_Task objective_
Return the lines below that contain "used".

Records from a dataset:
-- Opening Marker --
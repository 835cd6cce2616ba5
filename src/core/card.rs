//! Cards: small ordered sets of distinct symbols.
//!
//! Symbol order on a card is insertion order. It carries no meaning for
//! matching but is preserved so builds are reproducible.

use serde::{Deserialize, Serialize};
use smallvec::SmallVec;

use super::{DeckError, Symbol};

/// A single card.
///
/// Symbols are stored inline for typical card sizes (up to 8 symbols
/// before spilling to the heap).
///
/// ```
/// use spot_deck::core::{Card, Symbol};
///
/// let a = Card::try_from_symbols([0, 1, 2].map(Symbol::new)).unwrap();
/// let b = Card::try_from_symbols([2, 3, 4].map(Symbol::new)).unwrap();
///
/// assert_eq!(a.shared_count(&b), 1);
/// assert_eq!(a.common_symbol(&b), Some(Symbol::new(2)));
/// ```
#[derive(Clone, Debug, Default, PartialEq, Eq, Hash, Serialize, Deserialize)]
#[serde(try_from = "Vec<Symbol>", into = "Vec<Symbol>")]
pub struct Card {
    symbols: SmallVec<[Symbol; 8]>,
}

impl Card {
    /// Create an empty card.
    #[must_use]
    pub fn new() -> Self {
        Self::default()
    }

    /// Create an empty card with room for `capacity` symbols.
    #[must_use]
    pub fn with_capacity(capacity: usize) -> Self {
        Self {
            symbols: SmallVec::with_capacity(capacity),
        }
    }

    /// Build a card from symbols, rejecting duplicates.
    pub fn try_from_symbols<I>(symbols: I) -> Result<Self, DeckError>
    where
        I: IntoIterator<Item = Symbol>,
    {
        let mut card = Self::new();
        for symbol in symbols {
            if card.contains(symbol) {
                return Err(DeckError::DuplicateSymbol { symbol });
            }
            card.symbols.push(symbol);
        }
        Ok(card)
    }

    /// Append a symbol. Callers guarantee it is not already present.
    pub(crate) fn push(&mut self, symbol: Symbol) {
        debug_assert!(!self.contains(symbol), "symbol {symbol} already on card");
        self.symbols.push(symbol);
    }

    /// Number of symbols on the card.
    #[must_use]
    pub fn len(&self) -> usize {
        self.symbols.len()
    }

    /// Check if the card has no symbols.
    #[must_use]
    pub fn is_empty(&self) -> bool {
        self.symbols.is_empty()
    }

    /// Check if a symbol is on this card.
    #[must_use]
    pub fn contains(&self, symbol: Symbol) -> bool {
        self.symbols.contains(&symbol)
    }

    /// Number of symbols this card shares with `other`.
    #[must_use]
    pub fn shared_count(&self, other: &Card) -> usize {
        self.symbols.iter().filter(|s| other.contains(**s)).count()
    }

    /// First symbol of this card that also appears on `other`.
    #[must_use]
    pub fn common_symbol(&self, other: &Card) -> Option<Symbol> {
        self.symbols.iter().copied().find(|s| other.contains(*s))
    }

    /// Iterate over symbols in insertion order.
    pub fn iter(&self) -> impl Iterator<Item = Symbol> + '_ {
        self.symbols.iter().copied()
    }

    /// Symbols as a slice.
    #[must_use]
    pub fn symbols(&self) -> &[Symbol] {
        &self.symbols
    }

    /// Mutable access for in-place reordering.
    pub(crate) fn symbols_mut(&mut self) -> &mut [Symbol] {
        &mut self.symbols
    }
}

// Deserialization goes through the duplicate check.
impl TryFrom<Vec<Symbol>> for Card {
    type Error = DeckError;

    fn try_from(symbols: Vec<Symbol>) -> Result<Self, Self::Error> {
        Self::try_from_symbols(symbols)
    }
}

impl From<Card> for Vec<Symbol> {
    fn from(card: Card) -> Self {
        card.symbols.into_vec()
    }
}

impl std::fmt::Display for Card {
    fn fmt(&self, f: &mut std::fmt::Formatter<'_>) -> std::fmt::Result {
        write!(f, "[")?;
        for (i, symbol) in self.symbols.iter().enumerate() {
            if i > 0 {
                write!(f, ", ")?;
            }
            write!(f, "{symbol}")?;
        }
        write!(f, "]")
    }
}
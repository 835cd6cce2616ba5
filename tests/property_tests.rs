//! Property tests for deck construction.

use proptest::prelude::*;

use spot_deck::builder::{build_deck, BuildOutcome, DeckBuilder, Step};
use spot_deck::core::{BuildConfig, Symbol, SymbolPool};
use spot_deck::design::{check_pairwise, ProjectivePlane};

proptest! {
    #![proptest_config(ProptestConfig::with_cases(32))]

    #[test]
    fn prop_every_pair_shares_exactly_one_symbol(k in 1usize..=8) {
        let build = build_deck(k).unwrap();
        prop_assert!(check_pairwise(&build.deck).is_ok());
    }

    #[test]
    fn prop_every_card_has_k_symbols(k in 1usize..=8) {
        let build = build_deck(k).unwrap();
        prop_assert!(build.deck.iter().all(|card| card.len() == k));
    }

    #[test]
    fn prop_terminates_before_the_cap(k in 1usize..=8) {
        let build = build_deck(k).unwrap();
        let capped = matches!(build.outcome, BuildOutcome::IterationCapReached { .. });
        prop_assert!(!capped);
    }

    #[test]
    fn prop_build_is_deterministic(k in 1usize..=8) {
        prop_assert_eq!(build_deck(k).unwrap(), build_deck(k).unwrap());
    }

    #[test]
    fn prop_fresh_symbols_are_strictly_increasing(k in 1usize..=8) {
        let mut builder = DeckBuilder::new(BuildConfig::new(k)).unwrap();
        let mut fresh_seen: Vec<Symbol> = Vec::new();

        loop {
            let next_fresh = builder.state().next_fresh().unwrap();
            match builder.step() {
                Step::Committed(index) => {
                    let card = builder.state().deck().get(index).unwrap().clone();
                    fresh_seen.extend(card.iter().filter(|&s| s >= next_fresh));
                }
                Step::Finished(_) => break,
            }
        }

        prop_assert!(fresh_seen.windows(2).all(|w| w[0] < w[1]));
        if let Some(first) = fresh_seen.first() {
            prop_assert_eq!(first.raw(), k as u32);
        }
    }

    #[test]
    fn prop_malformed_pools_never_break_the_invariant(
        k in 1usize..=5,
        counts in proptest::collection::vec((0u32..12, 0u32..4), 0..12),
    ) {
        let pool = SymbolPool::from_counts(counts.into_iter().map(|(s, c)| (Symbol::new(s), c)));
        let mut builder = DeckBuilder::with_pool(BuildConfig::new(k), pool).unwrap();

        let mut steps = 0;
        loop {
            steps += 1;
            if steps > 200 {
                break;
            }
            if let Step::Finished(_) = builder.step() {
                break;
            }
        }

        let deck = builder.state().deck();
        prop_assert!(check_pairwise(deck).is_ok());
        prop_assert!(deck.iter().all(|card| card.len() == k));
    }

    #[test]
    fn prop_projective_decks_are_valid(order in prop::sample::select(vec![2u32, 3, 5, 7])) {
        let deck = ProjectivePlane::new(order).unwrap().to_deck();
        let n = order as usize;
        prop_assert_eq!(deck.len(), n * n + n + 1);
        prop_assert!(check_pairwise(&deck).is_ok());
    }
}
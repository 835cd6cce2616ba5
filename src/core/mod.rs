//! Core deck types: symbols, cards, decks, the symbol pool, configuration,
//! RNG, and errors.
//!
//! These are shared by the builder, the design checks, and the game.

pub mod symbol;
pub mod card;
pub mod deck;
pub mod pool;
pub mod config;
pub mod rng;
pub mod error;

pub use symbol::{Symbol, SymbolAllocator};
pub use card::Card;
pub use deck::Deck;
pub use pool::SymbolPool;
pub use config::{
    BuildConfig, DEFAULT_MAX_ITERATIONS, DEFAULT_SYMBOLS_PER_CARD, MAX_SYMBOLS_PER_CARD,
};
pub use rng::DeckRng;
pub use error::DeckError;
//! # spot-deck
//!
//! Builds decks for Spot-It style matching games: every pair of cards shares
//! exactly one symbol.
//!
//! ## Constructions
//!
//! 1. **Greedy builder** (`builder`): grows a deck card by card from a pool of
//!    symbols, guarding every placement against double matches. Works for any
//!    number of symbols per card; completeness is best-effort.
//!
//! 2. **Projective planes** (`design::ProjectivePlane`): exact, complete decks
//!    for `p + 1` symbols per card when `p` is prime.
//!
//! Whatever produced a deck, `design::validate_deck` checks it.
//!
//! ## Modules
//!
//! - `core`: symbols, cards, decks, the symbol pool, configuration, RNG, errors
//! - `builder`: greedy deck construction
//! - `design`: validation and projective planes
//! - `play`: dealing rounds and scoring guesses
//!
//! ```
//! use spot_deck::{build_deck, check_pairwise};
//!
//! let build = build_deck(3).unwrap();
//! assert!(check_pairwise(&build.deck).is_ok());
//! ```

pub mod core;
pub mod builder;
pub mod design;
pub mod play;

// Re-export commonly used types
pub use crate::core::{
    Symbol, SymbolAllocator, Card, Deck, SymbolPool,
    BuildConfig, DeckRng, DeckError,
};

pub use crate::builder::{
    build_deck, build_with_config, DeckBuilder, BuildState, Step,
    BuildOutcome, BuildStats, DeckBuild, Stall, StallReason,
};

pub use crate::design::{
    check_pairwise, validate_deck, DeckReport, PairViolation, SizeViolation,
    SymbolFrequencies, ProjectivePlane,
};

pub use crate::play::{
    PlayerId, Scoreboard,
    Session, SessionConfig, Phase, Round, RoundRecord, GuessResult,
};
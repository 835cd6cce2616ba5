//! Error types for deck construction, validation, and play.

use thiserror::Error;

use super::Symbol;

/// Errors returned by the deck library.
///
/// A deck that could not be completed is NOT an error: the builder reports
/// it through `BuildOutcome`. Errors cover invalid input and I/O.
#[derive(Debug, Error)]
pub enum DeckError {
    /// Cards must carry between 1 and `MAX_SYMBOLS_PER_CARD` symbols.
    #[error("Invalid symbols per card: {value} (must be 1-65536)")]
    InvalidSymbolsPerCard {
        /// Value that was supplied
        value: usize,
    },

    /// The iteration cap must allow at least one iteration.
    #[error("Invalid iteration cap: must be at least 1")]
    InvalidMaxIterations,

    /// Projective planes are only built over prime fields.
    #[error("Invalid plane order {order}: must be a prime >= 2")]
    InvalidOrder {
        /// Order that was requested
        order: u32,
    },

    /// A card listed the same symbol twice.
    #[error("Symbol {symbol} appears more than once on a card")]
    DuplicateSymbol {
        /// The repeated symbol
        symbol: Symbol,
    },

    /// Two cards do not share exactly one symbol.
    #[error("Cards {first} and {second} share {shared} symbols (expected exactly 1)")]
    PairViolation {
        /// Index of the first card
        first: usize,
        /// Index of the second card
        second: usize,
        /// Number of symbols they share
        shared: usize,
    },

    /// A game needs at least two cards to deal a round.
    #[error("Deck too small: {cards} cards (need at least 2)")]
    DeckTooSmall {
        /// Cards in the deck
        cards: usize,
    },

    /// A game needs between 1 and 255 players.
    #[error("Invalid player count: {players} (must be 1-255)")]
    InvalidPlayerCount {
        /// Count supplied
        players: usize,
    },

    /// A guess came from a player outside the session.
    #[error("Unknown player {player} (session has {players} players)")]
    UnknownPlayer {
        /// Player index supplied
        player: u8,
        /// Players in the session
        players: usize,
    },

    /// A guess arrived while no round was being played.
    #[error("No round in progress")]
    NotPlaying,

    /// Binary encoding or decoding failed.
    #[error("Codec error: {0}")]
    Codec(#[from] bincode::Error),

    /// JSON encoding or decoding failed.
    #[error("JSON error: {0}")]
    Json(#[from] serde_json::Error),
}

impl DeckError {
    /// Create a PairViolation error.
    pub fn pair_violation(first: usize, second: usize, shared: usize) -> Self {
        Self::PairViolation {
            first,
            second,
            shared,
        }
    }
}

#[cfg(test)]
mod tests {
    use super::*;

    #[test]
    fn test_error_messages() {
        let err = DeckError::pair_violation(0, 3, 2);
        assert_eq!(
            err.to_string(),
            "Cards 0 and 3 share 2 symbols (expected exactly 1)"
        );

        let err = DeckError::InvalidOrder { order: 6 };
        assert!(err.to_string().contains("prime"));
    }
}
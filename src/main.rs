use std::path::{Path, PathBuf};

use anyhow::{Context, Result};
use clap::{Parser, Subcommand};
use tracing_subscriber::EnvFilter;

use spot_deck::{
    build_with_config, validate_deck, BuildConfig, BuildOutcome, Deck, DeckRng, ProjectivePlane,
};

#[derive(Parser)]
#[command(name = "spot-deck")]
#[command(about = "Build and check decks where every pair of cards shares exactly one symbol")]
struct Cli {
    #[command(subcommand)]
    command: Command,
}

#[derive(Subcommand)]
enum Command {
    /// Build a deck with the greedy builder
    Build {
        /// Symbols on each card
        #[arg(short = 'k', long, env = "SYMBOLS_PER_CARD")]
        symbols_per_card: Option<usize>,

        /// Iteration cap (safety stop)
        #[arg(long)]
        max_iterations: Option<u32>,

        /// JSON build config; flags override its fields
        #[arg(long)]
        config: Option<PathBuf>,

        /// Print the deck as JSON instead of the text dump
        #[arg(long)]
        json: bool,
    },

    /// Build the complete deck of a projective plane
    Plane {
        /// Prime plane order; cards get order + 1 symbols
        #[arg(short, long, default_value_t = 7)]
        order: u32,

        /// Shuffle symbols on each card with this seed
        #[arg(long)]
        seed: Option<u64>,

        /// Print the deck as JSON instead of the text dump
        #[arg(long)]
        json: bool,
    },

    /// Validate a deck stored as JSON
    Check {
        /// Deck file: an array of symbol arrays
        input: PathBuf,

        /// Expected symbols per card
        #[arg(short = 'k', long)]
        symbols_per_card: Option<usize>,
    },
}

fn main() -> Result<()> {
    tracing_subscriber::fmt()
        .with_env_filter(
            EnvFilter::try_from_default_env().unwrap_or_else(|_| EnvFilter::new("info")),
        )
        .with_writer(std::io::stderr)
        .init();

    let cli = Cli::parse();

    match cli.command {
        Command::Build {
            symbols_per_card,
            max_iterations,
            config,
            json,
        } => run_build(load_config(config, symbols_per_card, max_iterations)?, json),
        Command::Plane { order, seed, json } => run_plane(order, seed, json),
        Command::Check {
            input,
            symbols_per_card,
        } => run_check(&input, symbols_per_card),
    }
}

fn load_config(
    path: Option<PathBuf>,
    symbols_per_card: Option<usize>,
    max_iterations: Option<u32>,
) -> Result<BuildConfig> {
    let mut config = match path {
        Some(path) => {
            let text = std::fs::read_to_string(&path)
                .with_context(|| format!("Failed to read config {}", path.display()))?;
            BuildConfig::from_json(&text)
                .with_context(|| format!("Invalid config {}", path.display()))?
        }
        None => BuildConfig::default(),
    };

    if let Some(k) = symbols_per_card {
        config = config.with_symbols_per_card(k);
    }
    if let Some(cap) = max_iterations {
        config = config.with_max_iterations(cap);
    }
    config.validate()?;
    Ok(config)
}

fn print_deck(deck: &Deck, json: bool) -> Result<()> {
    if json {
        println!("{}", deck.to_json()?);
    } else {
        println!("{deck}");
    }
    Ok(())
}

fn run_build(config: BuildConfig, json: bool) -> Result<()> {
    let build = build_with_config(config.clone())?;
    print_deck(&build.deck, json)?;

    let report = validate_deck(&build.deck, Some(config.symbols_per_card));
    eprintln!(
        "{} cards, {} symbols, {} iterations: {}",
        build.deck.len(),
        report.frequencies.len(),
        build.stats.iterations,
        build.outcome
    );
    if !report.is_valid() {
        anyhow::bail!("built deck failed validation: {:?}", report.pair_violations);
    }
    if let BuildOutcome::IterationCapReached { .. } = build.outcome {
        anyhow::bail!("build did not terminate within {} iterations", config.max_iterations);
    }
    Ok(())
}

fn run_plane(order: u32, seed: Option<u64>, json: bool) -> Result<()> {
    let plane = ProjectivePlane::new(order)?;
    let deck = match seed {
        Some(seed) => plane.shuffled_deck(&mut DeckRng::new(seed).for_context("layout")),
        None => plane.to_deck(),
    };
    print_deck(&deck, json)
}

fn run_check(input: &Path, symbols_per_card: Option<usize>) -> Result<()> {
    let text = std::fs::read_to_string(input)
        .with_context(|| format!("Failed to read deck {}", input.display()))?;
    let deck = Deck::from_json(&text).context("Failed to parse deck")?;

    let report = validate_deck(&deck, symbols_per_card);
    println!("{}", report.frequencies);
    for pair in &report.pair_violations {
        println!(
            "Cards {} and {} share {} symbols",
            pair.first + 1,
            pair.second + 1,
            pair.shared
        );
    }
    for size in &report.size_violations {
        println!("Card {} has {} symbols", size.card + 1, size.size);
    }

    if !report.is_valid() {
        anyhow::bail!("deck of {} cards is invalid", deck.len());
    }
    println!("Deck of {} cards is valid", deck.len());
    Ok(())
}
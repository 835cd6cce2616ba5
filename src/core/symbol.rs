//! Symbol identifiers and fresh-symbol allocation.
//!
//! A symbol is an opaque marker printed on cards (a picture in the real
//! game). The engine only compares symbols for equality and ordering.
//!
//! ```
//! use spot_deck::core::{Symbol, SymbolAllocator};
//!
//! let mut alloc = SymbolAllocator::starting_at(3);
//! assert_eq!(alloc.allocate(), Some(Symbol::new(3)));
//! assert_eq!(alloc.allocate(), Some(Symbol::new(4)));
//! assert_eq!(alloc.peek(), Some(Symbol::new(5)));
//! ```

use serde::{Deserialize, Serialize};

/// Opaque symbol identifier.
#[derive(Clone, Copy, Debug, PartialEq, Eq, PartialOrd, Ord, Hash, Serialize, Deserialize)]
#[serde(transparent)]
pub struct Symbol(pub u32);

impl Symbol {
    /// Create a new symbol.
    #[must_use]
    pub const fn new(id: u32) -> Self {
        Self(id)
    }

    /// Get the raw ID value.
    #[must_use]
    pub const fn raw(self) -> u32 {
        self.0
    }
}

impl std::fmt::Display for Symbol {
    fn fmt(&self, f: &mut std::fmt::Formatter<'_>) -> std::fmt::Result {
        write!(f, "{}", self.0)
    }
}

impl From<u32> for Symbol {
    fn from(id: u32) -> Self {
        Self(id)
    }
}

/// Hands out symbols that have never been used before.
///
/// Allocation is strictly increasing; an allocator never returns the
/// same symbol twice. Once `u32::MAX` has been handed out the allocator
/// is exhausted.
#[derive(Clone, Debug, Default, PartialEq, Eq, Serialize, Deserialize)]
pub struct SymbolAllocator {
    // One wider than `Symbol` so the position past `u32::MAX` is representable.
    next: u64,
}

impl SymbolAllocator {
    /// Create an allocator whose first symbol is `first`.
    #[must_use]
    pub const fn starting_at(first: u64) -> Self {
        Self { next: first }
    }

    /// Create an allocator starting one past `last`.
    #[must_use]
    pub fn after(last: Symbol) -> Self {
        Self::starting_at(u64::from(last.raw()) + 1)
    }

    /// Allocate the next fresh symbol, or `None` once the symbol space is used up.
    pub fn allocate(&mut self) -> Option<Symbol> {
        let symbol = self.peek()?;
        self.next += 1;
        Some(symbol)
    }

    /// The symbol the next `allocate` call will return.
    #[must_use]
    pub fn peek(&self) -> Option<Symbol> {
        u32::try_from(self.next).ok().map(Symbol)
    }

    /// Fresh symbols left before the allocator is exhausted.
    #[must_use]
    pub fn remaining(&self) -> u64 {
        (u64::from(u32::MAX) + 1).saturating_sub(self.next)
    }
}

#[cfg(test)]
mod tests {
    use super::*;

    #[test]
    fn test_allocation_is_strictly_increasing() {
        let mut alloc = SymbolAllocator::starting_at(10);
        let drawn: Vec<_> = (0..5).filter_map(|_| alloc.allocate()).collect();

        assert_eq!(drawn.first(), Some(&Symbol::new(10)));
        assert!(drawn.windows(2).all(|w| w[0] < w[1]));
        assert_eq!(alloc.peek(), Some(Symbol::new(15)));
    }

    #[test]
    fn test_allocator_stops_at_symbol_space_end() {
        let mut alloc = SymbolAllocator::after(Symbol::new(u32::MAX - 2));
        assert_eq!(alloc.remaining(), 2);

        assert_eq!(alloc.allocate(), Some(Symbol::new(u32::MAX - 1)));
        assert_eq!(alloc.allocate(), Some(Symbol::new(u32::MAX)));
        assert_eq!(alloc.remaining(), 0);
        assert_eq!(alloc.peek(), None);
        assert_eq!(alloc.allocate(), None);

        let past_end = SymbolAllocator::after(Symbol::new(u32::MAX));
        assert_eq!(past_end.remaining(), 0);
        assert_eq!(past_end.peek(), None);
    }

    #[test]
    fn test_symbol_display() {
        assert_eq!(Symbol::new(42).to_string(), "42");
        assert_eq!(Symbol::from(7).raw(), 7);
    }

    #[test]
    fn test_symbol_serializes_as_number() {
        let json = serde_json::to_string(&Symbol::new(9)).unwrap();
        assert_eq!(json, "9");
    }
}
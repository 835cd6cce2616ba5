//! Deterministic randomness for card layout and dealing.
//!
//! Deck construction itself is fully deterministic and never draws from
//! an RNG. Randomness only enters when shuffling symbol layout on a card
//! or dealing cards for a game, and even then a seed fixes the sequence.
//!
//! ```
//! use spot_deck::core::DeckRng;
//!
//! let mut a = DeckRng::new(7);
//! let mut b = DeckRng::new(7);
//! assert_eq!(a.pick_pair(10), b.pick_pair(10));
//! ```

use rand::{Rng, SeedableRng};
use rand_chacha::ChaCha8Rng;
use std::hash::{Hash, Hasher};

/// Seedable RNG for layout and dealing.
#[derive(Clone, Debug)]
pub struct DeckRng {
    inner: ChaCha8Rng,
    seed: u64,
}

impl DeckRng {
    /// Create a new RNG with the given seed.
    #[must_use]
    pub fn new(seed: u64) -> Self {
        Self {
            inner: ChaCha8Rng::seed_from_u64(seed),
            seed,
        }
    }

    /// Derive an independent stream for a named purpose.
    ///
    /// Keeps layout shuffling and dealing from perturbing each other.
    #[must_use]
    pub fn for_context(&self, context: &str) -> Self {
        use std::collections::hash_map::DefaultHasher;

        let mut hasher = DefaultHasher::new();
        self.seed.hash(&mut hasher);
        context.hash(&mut hasher);
        Self::new(hasher.finish())
    }

    /// Uniform index in `0..len`. `len` must be non-zero.
    pub fn gen_index(&mut self, len: usize) -> usize {
        self.inner.gen_range(0..len)
    }

    /// Two distinct indices in `0..len`, or `None` if `len < 2`.
    pub fn pick_pair(&mut self, len: usize) -> Option<(usize, usize)> {
        if len < 2 {
            return None;
        }
        let first = self.gen_index(len);
        // Draw from the remaining len-1 slots and skip over `first`.
        let mut second = self.gen_index(len - 1);
        if second >= first {
            second += 1;
        }
        Some((first, second))
    }

    /// Shuffle a slice in place.
    pub fn shuffle<T>(&mut self, slice: &mut [T]) {
        use rand::seq::SliceRandom;
        slice.shuffle(&mut self.inner);
    }
}

#[cfg(test)]
mod tests {
    use super::*;

    #[test]
    fn test_determinism() {
        let mut rng1 = DeckRng::new(42);
        let mut rng2 = DeckRng::new(42);

        for _ in 0..100 {
            assert_eq!(rng1.gen_index(1000), rng2.gen_index(1000));
        }
    }

    #[test]
    fn test_different_seeds() {
        let mut rng1 = DeckRng::new(1);
        let mut rng2 = DeckRng::new(2);

        let seq1: Vec<_> = (0..10).map(|_| rng1.gen_index(1000)).collect();
        let seq2: Vec<_> = (0..10).map(|_| rng2.gen_index(1000)).collect();

        assert_ne!(seq1, seq2);
    }

    #[test]
    fn test_contexts_are_independent() {
        let rng = DeckRng::new(42);
        let mut layout = rng.for_context("layout");
        let mut deal = rng.for_context("deal");

        let seq1: Vec<_> = (0..10).map(|_| layout.gen_index(1000)).collect();
        let seq2: Vec<_> = (0..10).map(|_| deal.gen_index(1000)).collect();

        assert_ne!(seq1, seq2);
    }

    #[test]
    fn test_pick_pair_is_distinct() {
        let mut rng = DeckRng::new(3);

        for _ in 0..200 {
            let (a, b) = rng.pick_pair(2).unwrap();
            assert_ne!(a, b);
            assert!(a < 2 && b < 2);
        }

        assert_eq!(rng.pick_pair(1), None);
        assert_eq!(rng.pick_pair(0), None);
    }

    #[test]
    fn test_shuffle_keeps_elements() {
        let mut rng = DeckRng::new(42);
        let mut data = vec![1, 2, 3, 4, 5, 6, 7, 8, 9, 10];
        let original = data.clone();

        rng.shuffle(&mut data);

        assert_ne!(data, original);
        data.sort();
        assert_eq!(data, original);
    }
}
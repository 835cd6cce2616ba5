//! Deck builder: greedy construction of a one-shared-symbol deck.
//!
//! ## Key Types
//!
//! - `DeckBuilder`: runs the construction for one `BuildConfig`
//! - `BuildState`: working deck, symbol pool, fresh-symbol counter
//! - `DeckBuild`: the resulting deck, its `BuildOutcome`, and `BuildStats`
//!
//! The construction is deterministic: the same configuration and pool always
//! produce the same deck.

pub mod greedy;
pub mod outcome;
pub mod state;

pub use greedy::{build_deck, build_with_config, DeckBuilder, Step};
pub use outcome::{BuildOutcome, BuildStats, DeckBuild, Stall, StallReason};
pub use state::BuildState;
-- Closing Marker --
_Exercise solution_
// Re-export commonly used types
/// Hands out symbols that have never been used before.
    /// Allocate the next fresh symbol, or `None` once the symbol space is used up.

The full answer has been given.